Wednesday, April 27, 2005

hearing the breath

The lovely one whispers under her breath,

And you go mad, witless, no reason left...

O Lord, what is this chant, what magic art

That weaves its spell on even a stone heart?

#1873: From Rumi's Kolliyaat-e Shams-e Tabrizi

In the early hours of the morning, warm in my bed, I could hear nothing but the sounds of my own breathing. I chose breath, then, as my search word and Rumi delivered this even more quiet message, quieter even than one's breath.

The word breath has an interesting etymology: its roots lie in *bhretos "steam, vapor given off by heat or something cooking," from base *bhre- "burn, heat." Throughout the alchemical process, the ingredients are slowly "cooked" or simmered. This is analagous to showing an interest in the contents of the psyche, applying the intensity of one's focus: not too much or the contents will burn, not too little or the flame will die out. This is why I find a simple daily routine like this one is useful. It maintains the flow but sets some boundaries.

Closely related to breath is anima, the Latin word for "life, breath" and the word Jung chose to describe the feminine personality that emerges from a man's unconscious, from his dreams, fantasies, rĂªveries and longings. A Jungian would immediately recognise the anima as the one who whispers here to Rumi. Her role here as one who sends madness reminds me of a work colleague from many years back. He was a young man with a beautiful wife and he worked at a desk inside a cubicle on the wall of which was pinned a notice that read:

1) Get organised.

2) Ring the wife.

3) Get re-organised.

The anima, then, is that little voice that asks whether you've really got things sorted out, once and for all. She nags and bothers a man, rather like the gadfly role that Socrates adopted with his students. She insists that a man question his assumptions even it means a temporary return to chaos for you can't make a new organisation without dismantling at least some of the old.

When Rumi appeals to his Lord, I guess he is calling on Allah. When he refers to a heart of stone, he might be describing the lifelessness of a religion based on the notion of a fixed and final message (the Qur'an) from a fixed and final messenger (Mo). He seems here to be gently arguing for a great beauty and value in this mysterious messenger. Mo himself claimed to be God's messenger and his message was received with derision much to his annoyance. Part of that derision took the form of devaluing his message as mere sorcery or magic.

Qur'an 34:43 (Yusuf Ali)
When Our Clear Signs are rehearsed to them, they say, "This is only a man who wishes to hinder you from the (worship) which your fathers practised." And they say, "This is only a falsehood invented!" and the Unbelievers say of the Truth when it comes to them, "This is nothing but evident magic!"
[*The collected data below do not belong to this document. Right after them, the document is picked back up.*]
//! Middleware layer.
//!
//! Middleware runs on every matched request, in registration order, before
//! the route handler. It sees the same [`HttpContext`] the handler will and
//! may finalise the response; the controller pipeline then finds the
//! response closed and does not run the action or its filters.
//!
//! ```rust
//! use async_trait::async_trait;
//! use keel::{HttpContext, Router, StatusCode};
//! use keel::middleware::Middleware;
//!
//! struct RequireApiKey;
//!
//! #[async_trait]
//! impl Middleware for RequireApiKey {
//!     async fn handle(&self, ctx: &HttpContext) {
//!         if ctx.request().header("x-api-key").is_none() {
//!             ctx.send_text(StatusCode::UNAUTHORIZED, "missing api key");
//!         }
//!     }
//! }
//!
//! let app = Router::new().layer(RequireApiKey);
//! ```

use async_trait::async_trait;

use crate::context::HttpContext;

#[async_trait]
pub trait Middleware: Send + Sync + 'static {
    async fn handle(&self, ctx: &HttpContext);
}
//! Per-request HTTP context.
//!
//! One [`HttpContext`] exists per inbound request. Middleware, filters and
//! the controller all hold the same `Arc<HttpContext>` and write the response
//! through it. The first write that finalises the response closes it; from
//! then on [`HttpContext::closed`] is `true` and further writes are dropped.

use std::sync::{Mutex, MutexGuard, PoisonError};

use bytes::Bytes;
use http::StatusCode;
use serde::Serialize;
use tracing::debug;

use crate::error::Error;
use crate::request::Request;
use crate::response::{ContentType, Response};

#[derive(Debug, Default)]
struct ResponseState {
    status: Option<StatusCode>,
    headers: Vec<(String, String)>,
    body: Bytes,
    finished: bool,
}

/// The request being served and the response being built for it.
#[derive(Debug)]
pub struct HttpContext {
    request: Request,
    response: Mutex<ResponseState>,
}

impl HttpContext {
    pub fn new(request: Request) -> Self {
        Self { request, response: Mutex::new(ResponseState::default()) }
    }

    pub fn request(&self) -> &Request { &self.request }

    /// `true` once the response has been finalised.
    pub fn closed(&self) -> bool {
        self.state().finished
    }

    /// The status set so far, if any.
    pub fn status(&self) -> Option<StatusCode> {
        self.state().status
    }

    /// Sets the status without finalising. Ignored once closed.
    pub fn set_status(&self, status: StatusCode) {
        let mut state = self.state();
        if !state.finished {
            state.status = Some(status);
        }
    }

    /// Adds a response header without finalising. Ignored once closed.
    pub fn set_header(&self, name: &str, value: &str) {
        let mut state = self.state();
        if !state.finished {
            state.headers.push((name.to_owned(), value.to_owned()));
        }
    }

    /// Writes `body` with `status` and closes the response.
    pub fn send(&self, status: StatusCode, content_type: ContentType, body: impl Into<Bytes>) {
        let mut state = self.state();
        if state.finished {
            debug!(path = %self.request.path, "response already closed, write dropped");
            return;
        }
        state.status = Some(status);
        state.headers.push(("content-type".to_owned(), content_type.as_str().to_owned()));
        state.body = body.into();
        state.finished = true;
    }

    /// Writes a plain-text body and closes the response.
    pub fn send_text(&self, status: StatusCode, body: impl Into<String>) {
        self.send(status, ContentType::Text, body.into());
    }

    /// Serialises `value` as JSON and closes the response.
    pub fn send_json<T: Serialize>(&self, status: StatusCode, value: &T) -> Result<(), Error> {
        let bytes = serde_json::to_vec(value)?;
        self.send(status, ContentType::Json, bytes);
        Ok(())
    }

    /// Closes the response with whatever status and headers were set, and
    /// no body. Also used to mark a response dead when the client has gone.
    pub fn end(&self) {
        self.state().finished = true;
    }

    /// Snapshot of the response for the wire. An unset status becomes `200`.
    pub fn to_response(&self) -> Response {
        let state = self.state();
        Response {
            status: state.status.unwrap_or(StatusCode::OK),
            headers: state.headers.clone(),
            body: state.body.clone(),
        }
    }

    fn state(&self) -> MutexGuard<'_, ResponseState> {
        // A panicking writer cannot leave the state half-updated in a way
        // that matters here; keep serving.
        self.response.lock().unwrap_or_else(PoisonError::into_inner)
    }
}

#[cfg(test)]
mod tests {
    use super::*;
    use crate::method::Method;

    fn ctx() -> HttpContext {
        HttpContext::new(Request::new(Method::Get, "/"))
    }

    #[test]
    fn starts_open_and_closes_on_send() {
        let ctx = ctx();
        assert!(!ctx.closed());
        ctx.send_text(StatusCode::OK, "closed before");
        assert!(ctx.closed());
        assert_eq!(ctx.to_response().body_text(), "closed before");
    }

    #[test]
    fn writes_after_close_are_dropped() {
        let ctx = ctx();
        ctx.send_text(StatusCode::ACCEPTED, "first");
        ctx.send_text(StatusCode::INTERNAL_SERVER_ERROR, "second");
        ctx.set_status(StatusCode::NOT_FOUND);

        let response = ctx.to_response();
        assert_eq!(response.status(), StatusCode::ACCEPTED);
        assert_eq!(response.body_text(), "first");
    }

    #[test]
    fn end_closes_with_preset_status() {
        let ctx = ctx();
        ctx.set_status(StatusCode::NO_CONTENT);
        ctx.end();
        assert!(ctx.closed());
        assert_eq!(ctx.to_response().status(), StatusCode::NO_CONTENT);
        assert!(ctx.to_response().body().is_empty());
    }
}
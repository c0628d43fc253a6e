use crate::error::FetchError;
use crate::model::{DashboardStats, PanelConfig, PanelData, ServerRecord};
use crate::utils::extract_csrf_token;
use log::debug;
use serde::de::DeserializeOwned;
use std::collections::HashMap;

const CSRF_FIELD: &str = "_token";

/// Runs one complete fetch cycle: session login followed by the two data
/// endpoints. The session lives in the client's cookie store and is not
/// reused across cycles.
pub async fn fetch_panel_data(client: &reqwest::Client, panel: &PanelConfig) -> Result<PanelData, FetchError> {
    login(client, panel).await?;
    let dashboard = fetch_json::<DashboardStats>(client, &panel.dashboard_url()).await?;
    let servers = fetch_json::<Vec<ServerRecord>>(client, &panel.servers_url()).await?;
    Ok(PanelData { dashboard, servers })
}

async fn login(client: &reqwest::Client, panel: &PanelConfig) -> Result<(), FetchError> {
    let login_url = panel.login_url();
    let login_page = client.get(&login_url).send().await.map_err(FetchError::Transport)?;
    if !login_page.status().is_success() {
        return Err(FetchError::Http(login_page.status()));
    }
    let page_body = login_page.text().await.map_err(FetchError::Transport)?;
    let csrf_token = extract_csrf_token(&page_body)
        .ok_or_else(|| FetchError::LoginFailed(format!("no {CSRF_FIELD} field on login page")))?;

    let mut form: HashMap<&str, &str> = panel.credentials
        .iter()
        .map(|(key, value)| (key.as_str(), value.as_str()))
        .collect();
    form.insert(CSRF_FIELD, csrf_token.as_str());

    let response = client.post(&login_url).form(&form).send().await.map_err(FetchError::Transport)?;
    let status = response.status();
    let landed_on = response.url().clone();
    // The panel redirects to the dashboard on success and re-renders the
    // login form on bad credentials, both with status 200.
    if status.is_success() && landed_on.as_str().contains("dashboard") {
        debug!("Panel login successful, landed on {landed_on}");
        Ok(())
    } else {
        Err(FetchError::LoginFailed(format!("credentials rejected, landed on {landed_on} with status {status}")))
    }
}

async fn fetch_json<T: DeserializeOwned>(client: &reqwest::Client, url: &str) -> Result<T, FetchError> {
    let response = client.get(url).send().await.map_err(FetchError::Transport)?;
    let status = response.status();
    if !status.is_success() {
        return Err(FetchError::Http(status));
    }
    let body = response.text().await.map_err(FetchError::Transport)?;
    serde_json::from_str(&body).map_err(|err| FetchError::Decode(format!("{url}: {err}")))
}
However, Mo prevailed and we can but wonder how or why. Perhaps this story from the compilation called Sunan Abu-Dawud might give us a clue:
Book 38, Number 4348:
Narrated Abdullah Ibn Abbas:

A blind man had a slave-mother who used to abuse the Prophet (peace_be_upon_him) and disparage him. He forbade her but she did not stop. He rebuked her but she did not give up her habit. One night she began to slander the Prophet (peace_be_upon_him) and abuse him. So he took a dagger, placed it on her belly, pressed it, and killed her. A child who came between her legs was smeared with the blood that was there. When the morning came, the Prophet (peace_be_upon_him) was informed about it.

He assembled the people and said: I adjure by Allah the man who has done this action and I adjure him by my right to him that he should stand up. Jumping over the necks of the people and trembling the man stood up.

He sat before the Prophet (peace_be_upon_him) and said: Apostle of Allah! I am her master; she used to abuse you and disparage you. I forbade her, but she did not stop, and I rebuked her, but she did not abandon her habit. I have two sons like pearls from her, and she was my companion. Last night she began to abuse and disparage you. So I took a dagger, put it on her belly and pressed it till I killed her.

Thereupon the Prophet (peace_be_upon_him) said: Oh be witness, no retaliation is payable for her blood.

And just in case one story is but an isolated example, Abu-Dawud kindly provides us with a second story to confirm the plausibility and likelihood of the first.
Book 38, Number 4349:
Narrated Ali ibn AbuTalib:

A Jewess used to abuse the Prophet (peace_be_upon_him) and disparage him. A man strangled her till she died. The Apostle of Allah (peace_be_upon_him) declared that no recompense was payable for her blood.

Unlike Mo, who approved the bloody killing off of feminine voices of opposition, Rumi listened to his and honoured her. He allowed this divine sorceress to weave her spell and melt his Muslim heart of stone.